Isolation Berlin haben danach dann das Pech, dass für den Großteil des Publikums augenscheinlich Giant Rooks der Headliner des Tages war. Anmerken lassen sich die Berliner dies aber nicht und spielen zum Abschluss des Festivals ein solides Konzert – irgendwo zwischen aktuellem Deutschpunk und Tocotronic in ihrer mittleren Schaffensphase.
Im Anschluss an die Konzerte findet im Zelt noch die Aftershowparty mit Daniel Rade aka Damned Dan (Getaddicted), MikeMaikMeik & Frank Schampus (SchereSteinPapier) statt. Leider ziehen es viele Besucher vor, die Heimreise anzutreten. Ein Fehler, wie all diejenigen, die noch bei der Aftershowparty waren, sicherlich bestätigen können. Spätestens hier löst sich bei wahrscheinlich jedem Zweifler die Skepsis, ob Silent Discos oder -Konzerte funktionieren, in Luft auf. Völlig absurd, aber unglaublich unterhaltsam, ist es, wenn fremde Menschen auf Musik, die sie mittels eines Kopfhörers hören, singen und tanzen. Die DJs feuern einen Hit nach dem nächsten in die etwas dezimierte Menge und diese lässt sich nicht lange bitten. Ein toller Abschluss, der sicherlich viel mehr Publikum verdient gehabt hätte.

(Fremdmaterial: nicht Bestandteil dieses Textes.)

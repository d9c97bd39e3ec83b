use holdem_engine::errors::GameError;
use holdem_engine::player::PlayerAction as A;
use holdem_engine::rules::{min_bet_or_raise, validate_action, ValidatedAction};

#[test]
fn bet_zero_is_invalid() {
    let err = validate_action(
        10_000,
        /*to_call*/ 0,
        /*big_blind*/ 40,
        A::Bet(0),
    )
    .unwrap_err();
    match err {
        GameError::InvalidAmount(_) => {}
        _ => panic!("expected InvalidAmount"),
    }
}

#[test]
fn bet_over_stack_is_invalid_amount() {
    let err = validate_action(10_000, 0, 40, A::Bet(10_001)).unwrap_err();
    assert!(matches!(err, GameError::InvalidAmount(_)));
}

#[test]
fn bet_of_whole_stack_is_all_in() {
    let va = validate_action(500, 0, 40, A::Bet(500)).unwrap();
    assert_eq!(va, ValidatedAction::AllIn(500));
}

#[test]
fn bet_below_big_blind_is_illegal() {
    let err = validate_action(10_000, 0, 40, A::Bet(30)).unwrap_err();
    assert!(matches!(err, GameError::IllegalAction(_)));
}

#[test]
fn short_stack_may_bet_less_than_big_blind_only_all_in() {
    assert_eq!(
        validate_action(25, 0, 40, A::Bet(25)).unwrap(),
        ValidatedAction::AllIn(25)
    );
    assert!(matches!(
        validate_action(25, 0, 40, A::Bet(10)),
        Err(GameError::IllegalAction(_))
    ));
}

#[test]
fn bet_facing_a_bet_is_illegal() {
    let err = validate_action(10_000, 40, 40, A::Bet(200)).unwrap_err();
    assert!(matches!(err, GameError::IllegalAction(_)));
}

#[test]
fn call_with_insufficient_stack_is_allin_call() {
    let va = validate_action(60, 100, 40, A::Call).unwrap();
    assert_eq!(va, ValidatedAction::AllIn(60));
}

#[test]
fn call_with_nothing_owed_is_illegal() {
    let err = validate_action(1_000, 0, 40, A::Call).unwrap_err();
    assert_eq!(err, GameError::IllegalAction("nothing to call".into()));
}

#[test]
fn raise_without_bet_is_illegal() {
    let err = validate_action(1_000, 0, 40, A::Raise(80)).unwrap_err();
    assert_eq!(err, GameError::IllegalAction("no bet to raise".into()));
}

#[test]
fn raise_must_double_the_call() {
    assert_eq!(
        validate_action(1_000, 100, 40, A::Raise(200)).unwrap(),
        ValidatedAction::Raise(200)
    );
    assert!(matches!(
        validate_action(1_000, 100, 40, A::Raise(150)),
        Err(GameError::IllegalAction(_))
    ));
}

#[test]
fn short_raise_is_only_legal_all_in() {
    // stack 130 cannot reach the 200 minimum, so only the whole stack goes
    assert_eq!(
        validate_action(130, 100, 40, A::Raise(130)).unwrap(),
        ValidatedAction::AllIn(130)
    );
    assert!(matches!(
        validate_action(130, 100, 40, A::Raise(120)),
        Err(GameError::IllegalAction(_))
    ));
}

#[test]
fn raise_when_stack_only_covers_the_call_is_illegal() {
    let err = validate_action(100, 100, 40, A::Raise(100)).unwrap_err();
    assert!(matches!(err, GameError::IllegalAction(_)));
}

#[test]
fn all_in_needs_chips() {
    assert_eq!(
        validate_action(70, 40, 40, A::AllIn).unwrap(),
        ValidatedAction::AllIn(70)
    );
    assert!(matches!(
        validate_action(0, 40, 40, A::AllIn),
        Err(GameError::IllegalAction(_))
    ));
}

#[test]
fn minimum_is_capped_at_stack() {
    assert_eq!(min_bet_or_raise(10_000, 0, 40), 40);
    assert_eq!(min_bet_or_raise(10_000, 120, 40), 240);
    assert_eq!(min_bet_or_raise(30, 0, 40), 30);
    assert_eq!(min_bet_or_raise(150, 100, 40), 150);
}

Alles in allem ist das At the B-Sites Festival eine absolute Bereicherung am Kölner Festivalhimmel. Abgesehen von kleinen organisatorischen Schwächen wie der viel zu geringen Anzahl von Food-Ständen, war die zweite Ausgabe des Festivals ein großartiger Abschluss der Festival- und At the B-Sites-Saison 2018. Bis zum nächsten Jahr im September im Jugendpark.